When Maxim goes to London for business at the end of June, the narrator is at first worried that something will happen to him. However, she soon begins to relish her freedom. She wanders through the Happy Valley with Jasper and then visits the boathouse in the cove. There she meets Ben, who seems frightened at first but then relaxes and tells her that she is not like "the other one," meaning Rebecca, whom he compares to a snake.

When the narrator returns to the house, she sees Mrs. Danvers and an unknown man standing at a window in the west wing; however, they disappear when she comes into view. A short time later, the narrator accidentally runs into the man. He introduces himself as Jack Favell and seems to know Maxim, whom he refers to as "Max." The man makes the narrator uncomfortable, and when he asks her to keep his visit a secret, she has the sense that he and Mrs. Danvers are up to no good.

Chapter 14

The narrator realizes that Mrs. Danvers and Jack Favell were in Rebecca's bedroom and decides to go there and see what they were doing. However, when she opens the door, she is taken aback. The bedroom looks as if Rebecca is still using it. Mrs. Danvers suddenly appears, frightening the narrator and insisting on showing her Rebecca's things. She talks about Rebecca's death and asks the narrator if she believes in ghosts and if she has noticed Rebecca's ghost wandering around Manderley. The narrator becomes even more frightened and excuses herself to go to her room and lie down.

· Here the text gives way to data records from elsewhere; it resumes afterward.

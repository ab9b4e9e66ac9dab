//! SQLite persistence.
//!
//! One table per entity, foreign keys enforced. Query functions take a
//! plain `&Connection` so the same code runs inside a [`Transaction`]
//! (which derefs to a connection) or directly on the store.

pub mod badges;
pub mod issues;
pub mod models;
pub mod projects;
pub mod users;

use std::fs;
use std::path::Path;

use rusqlite::{Connection, Transaction};
use tracing::debug;

use crate::error::Result;

const SCHEMA: &str = "
    CREATE TABLE IF NOT EXISTS users (
        id INTEGER PRIMARY KEY,
        username TEXT NOT NULL UNIQUE,
        hashed_password TEXT NOT NULL
    );

    CREATE TABLE IF NOT EXISTS projects (
        id INTEGER PRIMARY KEY,
        name TEXT NOT NULL,
        repo_url TEXT NOT NULL UNIQUE,
        created_at TEXT NOT NULL
    );

    CREATE TABLE IF NOT EXISTS analyses (
        id INTEGER PRIMARY KEY,
        project_id INTEGER NOT NULL REFERENCES projects(id) ON DELETE CASCADE,
        score REAL NOT NULL CHECK (score >= 0 AND score <= 100),
        created_at TEXT NOT NULL
    );

    CREATE TABLE IF NOT EXISTS issues (
        id INTEGER PRIMARY KEY,
        analysis_id INTEGER NOT NULL REFERENCES analyses(id) ON DELETE CASCADE,
        issue_type TEXT NOT NULL,
        description TEXT NOT NULL,
        status TEXT NOT NULL DEFAULT 'open' CHECK (status IN ('open', 'resolved')),
        resolver_id INTEGER REFERENCES users(id),
        CHECK ((status = 'resolved') = (resolver_id IS NOT NULL))
    );

    CREATE TABLE IF NOT EXISTS point_logs (
        id INTEGER PRIMARY KEY,
        user_id INTEGER NOT NULL REFERENCES users(id),
        points_awarded INTEGER NOT NULL CHECK (points_awarded > 0),
        issue_id INTEGER REFERENCES issues(id) ON DELETE SET NULL,
        awarded_at TEXT NOT NULL
    );

    CREATE TABLE IF NOT EXISTS badges (
        id INTEGER PRIMARY KEY,
        name TEXT NOT NULL UNIQUE,
        description TEXT NOT NULL,
        badge_key TEXT NOT NULL UNIQUE
    );

    CREATE TABLE IF NOT EXISTS user_badges (
        id INTEGER PRIMARY KEY,
        user_id INTEGER NOT NULL REFERENCES users(id),
        badge_id INTEGER NOT NULL REFERENCES badges(id),
        awarded_at TEXT NOT NULL
    );

    CREATE INDEX IF NOT EXISTS idx_analyses_project ON analyses(project_id);
    CREATE INDEX IF NOT EXISTS idx_issues_analysis ON issues(analysis_id);
    CREATE INDEX IF NOT EXISTS idx_issues_resolver ON issues(resolver_id);
    CREATE INDEX IF NOT EXISTS idx_point_logs_user ON point_logs(user_id);
    CREATE INDEX IF NOT EXISTS idx_user_badges_user ON user_badges(user_id);
";

pub struct Store {
    conn: Connection,
}

impl Store {
    /// Open (creating if needed) the database file at `path`.
    pub fn open(path: &Path) -> Result<Self> {
        if let Some(parent) = path.parent()
            && !parent.as_os_str().is_empty()
        {
            fs::create_dir_all(parent)?;
        }
        debug!(path = %path.display(), "opening database");
        Self::init(Connection::open(path)?)
    }

    pub fn open_in_memory() -> Result<Self> {
        Self::init(Connection::open_in_memory()?)
    }

    fn init(conn: Connection) -> Result<Self> {
        conn.execute_batch("PRAGMA foreign_keys = ON;")?;
        conn.execute_batch(SCHEMA)?;
        Ok(Self { conn })
    }

    pub fn conn(&self) -> &Connection {
        &self.conn
    }

    /// Start a transaction; it rolls back when dropped without `commit`.
    pub fn transaction(&mut self) -> Result<Transaction<'_>> {
        Ok(self.conn.transaction()?)
    }
}

#[cfg(test)]
#[path = "mod_test.rs"]
mod tests;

In Chapter 13, the theme of Identity figures prominently. The narrator seems to blossom in Maxim's absence, feeling "a sense of freedom" to be herself. She wanders gladly through the Happy Valley, and even the cottage in the cove seems less threatening. As she discovers what she likes and prefers, she begins to understand what it means to be the mistress of Manderley, distinct from her relationship with Maxim and the memory of Rebecca. The narrator's sense of confidence and happiness is short-lived, however, as reminders of Rebecca dampen her spirits. Ben's comparison of Rebecca to a snake associates her symbolically with the devil and serves to develop the theme of Evil. The snake comparison may also suggest Rebecca's betrayal of Maxim. Later in the chapter, Rebecca's cousin, Jack Favell, described as "too soft, too pink" and reeking of whiskey, also suggests corruption and evil.

The narrator's visit to Rebecca's bedroom in Chapter 14 is a pivotal moment in her struggle to break free of the past and form her own identity. Here the narrator is confronted with Rebecca's presence as never before, and it frightens and threatens to overwhelm her. Scanning Rebecca's possessions and imagining Rebecca entering her room, the narrator is shaken, visibly trembling. When she looks at her own reflection in the mirror, she sees her face is "white and thin," and describes her reflection as "sallow and plain." Instead of asserting her identity as the current and living Mrs. de Winter, the narrator retreats further. Mrs. Danvers exacerbates the problem, taking malevolent pleasure in showing the narrator Rebecca's bedroom and possessions. She also suggests that Rebecca wanders the halls as a ghost and watches the narrator and Maxim when they are together.